I would recommend holding off on adding more cories until you have some water readings, determined the cause of your guys dullness, and fixed it. It really is well worth your time and money to invest in a testing kit that includes tests for ammonia, nitrites, nitrates and pH if you want to keep fish. I would say that a test kit of some kind in invaluable for any fishkeeper, and even necessary. Even small amounts of ammonia or nitrites are deadly to fish, though some are more sensitive than others. 

I would suggest doing a water change first instead of medicating, as most often it is a water quality issue, and meds can further stress a fish. While we are on the topic, how often do you do water changes, and how much? 

Also, while cories do eat food off the bottom, they also add to the bioload (aka they poop and make waste just as much as any other fish), and they don't really make the water any cleaner. It's much easier to just syphon any extra food out with your gravel vacuum.


----------



## Jackson (Jan 30, 2009)

If they are the small mataes from BA NY there is nothing wrong with them they are healthy fish. I bought a bunch and all are doing great. It's a rare thing for me to buy from a LFS but these little guys looked great. 

If your fish are dull and lost it's markings it means they are stressed out. Add some places for them to hide if you don't have any set up some for them.

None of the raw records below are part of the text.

//! Simulated runtime facade.

use std::sync::Arc;

use async_trait::async_trait;
use drydock_common::{ClientError, ClientResult};
use tokio::sync::{Mutex, mpsc};
use tokio_stream::wrappers::ReceiverStream;

use super::config::RuntimeConfig;
use super::events::{ContainerEvent, EventBroadcaster, EventStatus};
use super::fault::FaultSwitch;
use super::registry::ContainerRegistry;
use crate::client::{ContainerClient, ContainerSummary, ListContainersOptions};
use crate::container::Container;

/// Registry and subscribers, guarded together.
#[derive(Debug, Default)]
struct RuntimeState {
    registry: ContainerRegistry,
    broadcaster: EventBroadcaster,
}

/// An in-memory container runtime.
///
/// Every operation runs as one critical section over the registry and the
/// subscriber list, including event delivery, so concurrent callers are
/// serialized. The failure switch is checked first in every operation and
/// masks every other error.
///
/// Add and remove first wait for a free slot on each subscriber in turn,
/// then commit the change and deliver the event to all of them at once. A
/// subscriber that never drains its channel will eventually block every add
/// and remove. Cancelling a blocked add or remove leaves the registry and
/// every subscriber untouched.
#[derive(Debug)]
pub struct SimulatedRuntime {
    config: RuntimeConfig,
    fault: FaultSwitch,
    state: Mutex<RuntimeState>,
}

impl Default for SimulatedRuntime {
    fn default() -> Self {
        Self::with_config(RuntimeConfig::default())
    }
}

impl SimulatedRuntime {
    /// Create an empty runtime with default configuration.
    #[must_use]
    pub fn new() -> Self {
        Self::default()
    }

    /// Create an empty runtime with the given configuration.
    #[must_use]
    pub fn with_config(config: RuntimeConfig) -> Self {
        Self {
            fault: FaultSwitch::new(config.failure_mode),
            state: Mutex::new(RuntimeState::default()),
            config,
        }
    }

    /// Runtime configuration.
    #[must_use]
    pub const fn config(&self) -> &RuntimeConfig {
        &self.config
    }

    /// Make every subsequent operation fail with a server error, or stop doing so.
    ///
    /// Operations already in progress are not affected.
    pub fn set_failure_mode(&self, enabled: bool) {
        if self.fault.set(enabled) != enabled {
            tracing::info!(enabled, "Failure mode changed");
        }
    }

    /// Returns true if failure mode is enabled.
    #[must_use]
    pub fn failure_mode(&self) -> bool {
        self.fault.is_enabled()
    }

    /// Register a container and emit a `start` event to every subscriber.
    ///
    /// # Errors
    ///
    /// Returns [`ClientError::ServerError`](drydock_common::ClientError::ServerError)
    /// in failure mode, or [`ClientError::AlreadyExists`](drydock_common::ClientError::AlreadyExists)
    /// if the ID is already registered.
    pub async fn add_container(&self, container: Arc<Container>) -> ClientResult<()> {
        let mut guard = self.state.lock().await;
        self.fault.check()?;
        let state = &mut *guard;

        if state.registry.contains(container.id.as_str()) {
            return Err(ClientError::AlreadyExists {
                id: container.id.to_string(),
            });
        }

        let delivery = state.broadcaster.reserve().await;
        let event = ContainerEvent::for_container(&container, EventStatus::Start);
        state.registry.insert(container)?;
        tracing::debug!(container_id = %event.id, "Added container");

        if delivery.send(event) {
            state.broadcaster.prune_closed();
        }
        Ok(())
    }

    /// Unregister a container and emit a `die` event to every subscriber.
    ///
    /// # Errors
    ///
    /// Returns [`ClientError::ServerError`](drydock_common::ClientError::ServerError)
    /// in failure mode, or [`ClientError::NotFound`](drydock_common::ClientError::NotFound)
    /// if the ID is not registered.
    pub async fn remove_container(&self, id: &str) -> ClientResult<()> {
        let mut guard = self.state.lock().await;
        self.fault.check()?;
        let state = &mut *guard;

        let event = ContainerEvent::for_container(&*state.registry.get(id)?, EventStatus::Die);

        let delivery = state.broadcaster.reserve().await;
        state.registry.remove(id)?;
        tracing::debug!(container_id = %event.id, "Removed container");

        if delivery.send(event) {
            state.broadcaster.prune_closed();
        }
        Ok(())
    }

    /// Create a channel sized by the configured listener capacity, register
    /// it and return the receiving end.
    ///
    /// # Errors
    ///
    /// Returns [`ClientError::ServerError`](drydock_common::ClientError::ServerError)
    /// in failure mode.
    pub async fn subscribe(&self) -> ClientResult<mpsc::Receiver<ContainerEvent>> {
        let (sender, receiver) = mpsc::channel(self.config.listener_capacity);
        self.add_event_listener(sender).await?;
        Ok(receiver)
    }

    /// Like [`subscribe`](Self::subscribe), wrapped as a stream.
    ///
    /// # Errors
    ///
    /// Returns [`ClientError::ServerError`](drydock_common::ClientError::ServerError)
    /// in failure mode.
    pub async fn subscribe_stream(&self) -> ClientResult<ReceiverStream<ContainerEvent>> {
        self.subscribe().await.map(ReceiverStream::new)
    }

    /// Number of registered containers, regardless of failure mode.
    pub async fn container_count(&self) -> usize {
        self.state.lock().await.registry.len()
    }

    /// Number of registered event listeners, regardless of failure mode.
    pub async fn listener_count(&self) -> usize {
        self.state.lock().await.broadcaster.len()
    }
}

#[async_trait]
impl ContainerClient for SimulatedRuntime {
    async fn add_event_listener(&self, listener: mpsc::Sender<ContainerEvent>) -> ClientResult<()> {
        let mut state = self.state.lock().await;
        self.fault.check()?;

        state.broadcaster.subscribe(listener);
        tracing::debug!(listeners = state.broadcaster.len(), "Added event listener");
        Ok(())
    }

    async fn inspect_container(&self, id: &str) -> ClientResult<Arc<Container>> {
        let state = self.state.lock().await;
        self.fault.check()?;

        state.registry.get(id)
    }

    async fn list_containers(
        &self,
        _options: &ListContainersOptions,
    ) -> ClientResult<Vec<ContainerSummary>> {
        let state = self.state.lock().await;
        self.fault.check()?;

        Ok(state.registry.summaries())
    }
}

These guys love to hide until it feeding time or lights out.

I would watch the shrimp with them as well they could pick at them considering how small the corys are.

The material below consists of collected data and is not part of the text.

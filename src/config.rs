use clap::Parser;
use egui::Color32;

use crate::chart::ChartKind;
use crate::style::{ChartStyle, parse_hex_color};

#[derive(Parser, Debug, Clone)]
#[command(author, version, about = "Animated sine chart", long_about = None)]
pub struct Args {
    /// Chart shown at startup
    #[arg(long, value_enum, default_value_t = ChartKind::Line)]
    pub chart_type: ChartKind,

    /// Initial animation duration in seconds
    #[arg(long, default_value = "10")]
    pub duration: String,

    #[arg(long, value_parser = parse_hex_color, default_value = "#ffffff")]
    pub background: Color32,

    #[arg(long, value_parser = parse_hex_color, default_value = "#007ACC")]
    pub line_color: Color32,

    #[arg(long, value_parser = parse_hex_color, default_value = "#FF5733")]
    pub bar_color: Color32,

    #[arg(long, value_parser = parse_hex_color, default_value = "#000000")]
    pub axis_color: Color32,

    /// Loop the animation instead of stopping on the last frame
    #[arg(long)]
    pub repeat: bool,

    #[arg(long, default_value_t = 640.0)]
    pub width: f32,

    #[arg(long, default_value_t = 480.0)]
    pub height: f32,
}

impl Args {
    pub fn style(&self) -> ChartStyle {
        ChartStyle {
            background: self.background,
            line_color: self.line_color,
            bar_color: self.bar_color,
            axis_color: self.axis_color,
        }
    }
}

Is your tank bright? If so cut down or turn off the lights until they settle in.

What is that blue powder you speak of? These fish are know to be sensitive to medications and other chemicals. 

Another thing when trying to acclimate such young fish dripping them would be better then floating them IMO

Edit- what's the temp of the tank? Try to keep it at 76-78f


----------



## Will (Jul 24, 2008)

Some fish can take hours, or several days to regain their colour.



But beyond the fish just settling in and acclimatising to your tank after a stressful move, remember, You have changed their environment and lighting, so they may appear different.

Big als has black substrate, moving them off that to lighter tones may have them looking faded for a while. Second big als often uses fluorescent bulbs with lots of colour as opposed to pure white/yellowish lights. Again this can affect your perception of a fishes colour.


----------



## Jackson (Jan 30, 2009)

I don't think it has much to do with their peception and lighting change. It's more of a stress factor. They will go almost white when stressed out. If their colour has not returned stress is still the issue.


----------



## Will (Jul 24, 2008)

yes... thats what I said...


----------



## PanzerFodder (Oct 15, 2010)

I would be worried about that blue powder going into the tank! do you know what it was? .

Also like Jackson said! check the temp of the tank? if it's over 78f you may want to lower it a bit.

Only other thing I can think of is that overfeeding has started to make the water go bad, maybe a 50% water change straight away and then do some 25% changes every day untill things get better.

BTW: I also have three of the BA NY c.metea in a 10G tank with some guppy fry and the smallest one does loose a bit of the blackness from his fins every now and then, but it seems just as active as the others, so I am not too worried by it.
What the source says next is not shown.